At last night’s gubernatorial debate, the issue of potential layoffs of state union workers was a hot topic of conversation. (See CT News Junkie for a more detailed report.) Each candidate indicated that layoffs weren’t ruled out if elected.
That’s all very well and good, but none of them have mentioned how a prior layoff (from a governor who allegedly tried to seek long-term concessions from the unions) has led to a seven-and-a-half year battle between the state (actually, the governor & the chief of the office of policy and management) and State Employee Bargaining Agent Coalition (SEBAC). And the outcome of that case is likely to determine the path that the next governor will be able to take under similar financial circumstances.
What’s that case about? It has a long and tortured history, but each side has now filed motions for summary judgment (in whole or in part) that try to summarize it. According to the unions (the summary judgment memo can be downloaded here):
The case involves the constitutionality of an attempt by Connecticut’s former Governor to compel the plaintiff unions to grant long-term concessions to their legislatively-approved collective bargaining agreements by threaten to terminate the employment of union members if the concessions were not granted and by implementing the terminations, through layoffs of 2800 union employees, when the unions refused to agree to all of the demanded contract modifications.
Defendants assert that it is constitutionally permissible for them to terminate union employment in an effort to compel demanded concessions. Defendants further contend that in making state work force determinations, it is constitutionally permissible for them to single out union employees for layoff. Plaintiffs submit that such conduct violates their First Amendment right to freedom of association; impermissibly conditions their right to continued public employment on giving up protected First Amendment and Contracts Clause rights; and subjects them to adverse state action based on an arbitrary and impermissible classification, in violation of the Equal Protection Clause.
According to the state (summary judgment memo available here):
"The First Amendment is not a substitute for the national labor relations laws…(citation omitted) Notwithstanding the Supreme Court’s admonition, the Plaintiffs … seek to transform a labor dispute with the State of Connecticut (the "State") into a First Amendment "retaliation" case. The labor dispute arose amidst a major budget crisis in 2002-2003, when the State sought concessions from the Plaintiffs.
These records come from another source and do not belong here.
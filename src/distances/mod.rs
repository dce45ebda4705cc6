//! Affinity functions for matching detections to tracks.
//!
//! This module provides:
//! - `Affinity` - enum-dispatched pairwise scoring (higher is better)
//! - Built-in functions (3D/2D overlap, cosine similarity)

mod functions;

pub use functions::*;

use nalgebra::DMatrix;

use crate::detection::{BBox3D, Detection};

/// Pairwise affinity between a detection and a track's predicted state.
#[derive(Debug, Clone, Copy, PartialEq, Eq)]
pub enum Affinity {
    /// Geometric overlap of bounding boxes.
    Overlap,
    /// Cosine similarity of appearance embeddings.
    Appearance,
}

/// Track-side inputs to an affinity computation.
#[derive(Debug, Clone, Copy)]
pub struct Candidate<'a> {
    pub bbox: BBox3D,
    pub embedding: Option<&'a [f64]>,
}

impl Affinity {
    /// Score every (detection, candidate) pair.
    ///
    /// Returns an `n_detections x n_candidates` matrix. Pairs that cannot be
    /// scored (e.g. a missing embedding) get `f64::NEG_INFINITY`.
    pub fn matrix(&self, detections: &[&Detection], candidates: &[Candidate<'_>]) -> DMatrix<f64> {
        DMatrix::from_fn(detections.len(), candidates.len(), |i, j| {
            self.score(detections[i], &candidates[j])
        })
    }

    /// Score a single pair.
    pub fn score(&self, detection: &Detection, candidate: &Candidate<'_>) -> f64 {
        match self {
            Affinity::Overlap => overlap(&detection.bbox, &candidate.bbox),
            Affinity::Appearance => match (detection.embedding.as_deref(), candidate.embedding) {
                (Some(a), Some(b)) => cosine_similarity(a, b).unwrap_or(f64::NEG_INFINITY),
                _ => f64::NEG_INFINITY,
            },
        }
    }
}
When the Plaintiffs refused to agree to the State’s demands, the state laid off approximately 2800 state employees. …
[M]assive budget deficits have forced the State’s governors to make extraordinarily difficult decisions about the size and cost of the State work force as part of their constitutional obligation…[T]he Court should reject the Plaintiff’s attempt to ‘constitutionalize’ their labor dispute with the State.
(Full disclosure: For 2003-2005, I was part of a team of attorneys on this matter representing the state while I was at a prior law firm.)
Notably, a decision is not expected in that case until well after the November elections. But one thing is for sure: The outcome of the case may dictate how much (or little) flexibility the next governor will have on layoffs. Indeed, ironically, the new governor will have to deal with any fallout from the years-old lawsuit.
In any event, the case should serve as a cautionary tale. Even the layoffs that do occur can lead to years of litigation and no assurances of the end result. It’s something that the candidates should keep in mind as they devise their strategies for balancing the budget.